Ce défaut de liberté peut se réparer par l’art & par l’exercice, pourvû que cette partie ne soit que noüée & entreprise ; mais si elle se trouve chevillée, ou froide, ou dessechée, ce seroit une témérité que de former une pareille espérance.

On reconnoîtra qu’elle est chevillée, à un défaut

de jeu que les meilleures leçons ne sauroient lui rendre. J’entens par défaut de jeu, une inaction véritable, qui n’a sa source que dans la conformation défectueuse de l’animal, dont les bras sont tellement serrés, qu’ils semblent attachés l’un à l’autre par une cheville.

Nous disons qu’elle est froide, lorsqu’elle est dépourvûe de sentiment & de mouvement. Il est rare qu’on y remédie avec efficacité, à moins qu’on ne tente cette cure dès le commencement & dès l’origine du mal. Il provient de plusieurs causes. Premierement, de la structure naturelle du cheval : ainsi celui dans lequel cette partie sera trop décharnée, sera plus sujet à cette froideur, que celui dans lequel elle sera exactement proportionnée.
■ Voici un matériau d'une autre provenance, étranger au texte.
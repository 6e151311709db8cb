//! Test Utilities Crate
//!
//! Provides shared test infrastructure, fixtures, and helpers for the
//! lead intake test suite.
//!
//! # Modules
//!
//! - `fixtures`: Pre-built test data for leads and submissions
//! - `builders`: Builder patterns for test data construction
//! - `fake_crm`: In-process HubSpot and Close.com servers for adapter tests
//! - `assertions`: Custom assertion helpers for intake receipts
//! - `generators`: Property-based test data generators

pub mod fixtures;
pub mod builders;
pub mod fake_crm;
pub mod assertions;
pub mod generators;

pub use fixtures::*;
pub use builders::*;
pub use fake_crm::*;
pub use assertions::*;
pub use generators::*;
Que l’on considere, en effet, que les muscles sont les organes du mouvement, & que de leur seule petitesse naît le décharnement dont il s’agit ; comme ils ne peuvent être plus petits, qu’autant que leur tissu est composé d’une moins grande quantité de fibres, ou que ces fibres sont plus minces, dès-lors la force ne peut être que moins grande dans la partie, qui deviendra nécessairement débile après un certain tems de travail. On observera néanmoins que dans ce cas il n’y a que difficulté de mouvement, sans douleur.
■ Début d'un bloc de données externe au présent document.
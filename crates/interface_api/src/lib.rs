//! HTTP API Layer
//!
//! This crate provides the REST API for the lead intake service using Axum.
//!
//! # Architecture
//!
//! - **Handlers**: Lead submission/listing, CRM status and test, health
//! - **Middleware**: Request ids, tracing, request logging, CORS
//! - **DTOs**: Response envelopes
//! - **Error Handling**: `{success: false, message, errors?}` responses
//!
//! # Example
//!
//! ```rust,ignore
//! use interface_api::{create_router, AppState};
//!
//! let state = AppState::new(service, registry, config);
//! axum::serve(listener, create_router(state)).await?;
//! ```

pub mod config;
pub mod error;
pub mod middleware;
pub mod handlers;
pub mod dto;

use std::sync::Arc;

use axum::{
    middleware as axum_middleware,
    routing::{get, post},
    Router,
};
use tower::ServiceBuilder;
use tower_http::cors::{Any, CorsLayer};
use tower_http::request_id::{MakeRequestUuid, PropagateRequestIdLayer, SetRequestIdLayer};
use tower_http::trace::TraceLayer;

use domain_lead::{CrmRegistry, LeadIntakeService};

use crate::config::ApiConfig;
use crate::handlers::{crm, health, leads};
use crate::middleware::request_log_middleware;

/// Application state shared across handlers
#[derive(Clone)]
pub struct AppState {
    pub service: Arc<LeadIntakeService>,
    pub registry: Arc<CrmRegistry>,
    pub config: Arc<ApiConfig>,
}

impl AppState {
    pub fn new(service: LeadIntakeService, registry: CrmRegistry, config: ApiConfig) -> Self {
        Self {
            service: Arc::new(service),
            registry: Arc::new(registry),
            config: Arc::new(config),
        }
    }
}

/// Creates the main API router
///
/// # Arguments
///
/// * `state` - Intake service, CRM registry and configuration
///
/// # Returns
///
/// Configured Axum router with all routes and middleware
pub fn create_router(state: AppState) -> Router {
    // Public routes
    let public_routes = Router::new()
        .route("/health", get(health::health_check))
        .route("/health/ready", get(health::readiness_check));

    let mut api_routes = Router::new()
        .route("/leads", post(leads::submit_lead).get(leads::list_leads))
        .route("/hubspot/status", get(crm::hubspot_status))
        .route("/close/status", get(crm::close_status));

    // These write to the live CRMs
    if state.config.enable_crm_test_endpoints {
        api_routes = api_routes
            .route("/hubspot/test", post(crm::hubspot_test))
            .route("/close/test", post(crm::close_test));
    }

    let api_routes = api_routes.layer(axum_middleware::from_fn(request_log_middleware));

    Router::new()
        .merge(public_routes)
        .nest("/api", api_routes)
        .layer(
            ServiceBuilder::new()
                .layer(SetRequestIdLayer::x_request_id(MakeRequestUuid))
                .layer(TraceLayer::new_for_http())
                .layer(PropagateRequestIdLayer::x_request_id()),
        )
        .layer(
            CorsLayer::new()
                .allow_origin(Any)
                .allow_methods(Any)
                .allow_headers(Any),
        )
        .with_state(state)
}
Une seconde cause, est le passage subit de la chaleur au froid. Un cheval sue ; loin de lui abattre la sueur, on le laisse refroidir. Dès-lors les pores se resserrent, & en conséquence de ce resserrement & de cette constriction, la transpiration est interceptée. Cette humeur arrêtée ne peut que contracter de mauvaises qualités & un caractere d’acrimonie, par le moyen duquel elle picote les membranes de l’articulation & des muscles ; ce qui donne lieu à la douleur, à la roideur, & à la difficulté du mouvement dans cette partie.

Une troisieme cause sera encore le séjour de l’animal dans un lieu trop humide. En ce cas les vaisseaux se relâcheront insensiblement, principalement les vaisseaux lymphatiques, dans lesquels le cours des liqueurs est toûjours plus lent. Ce relâchement produira un engorgement qui sera dans les ligamens de l’article, où ces vaisseaux lymphatiques sont en plus grand nombre. De-là-la douleur & la difficulté dans le mouvement, comme nous le voyons dans les rhûmatismes ; que si quelquefois nous appercevons de l’enflure, c’est que l’engorgement est plus considérable, & qu’il occupe le tissu cellulaire ou les membranes des muscles.

Enfin, une quatrieme cause que l’on peut admettre & reconnoître, est un obstacle quelconque dans la circulation des esprits animaux. Leur cours étant intercepté, la diastole & la systole des arteres, ainsi que la contraction des muscles, ne peuvent que diminuer ; ce sont néanmoins autant d’agens nécessaires pour aider au suc nourricier à se porter dans les parties les plus intimes ; aussi l’expérience démontre-t-elle que ces mouvemens étant diminués & abolis par la continuation de l’interception, cette partie tombe bientôt dans l’atrophie & dans le desséchement.

Ce desséchement peut provenir du défaut d’exercice. Ainsi, par exemple, si nous supposons un effort, ou un écart, ou quelque mal considérable à un pié, il est constant que l’animal, tant que la maladie subsistera dans toute sa force, ne sauroit mouvoir la partie affectée. Or s’il ne peut la mouvoir, & que la maladie soit longue, la circulation ne s’y fera jamais parfaitement ; parce que les liqueurs ne pénétreront plus dans les dernieres & dans les plus petites ramifications des vaisseaux, & que c’est précisément dans ces mouvemens les plus ténus que s’exécute la nutrition.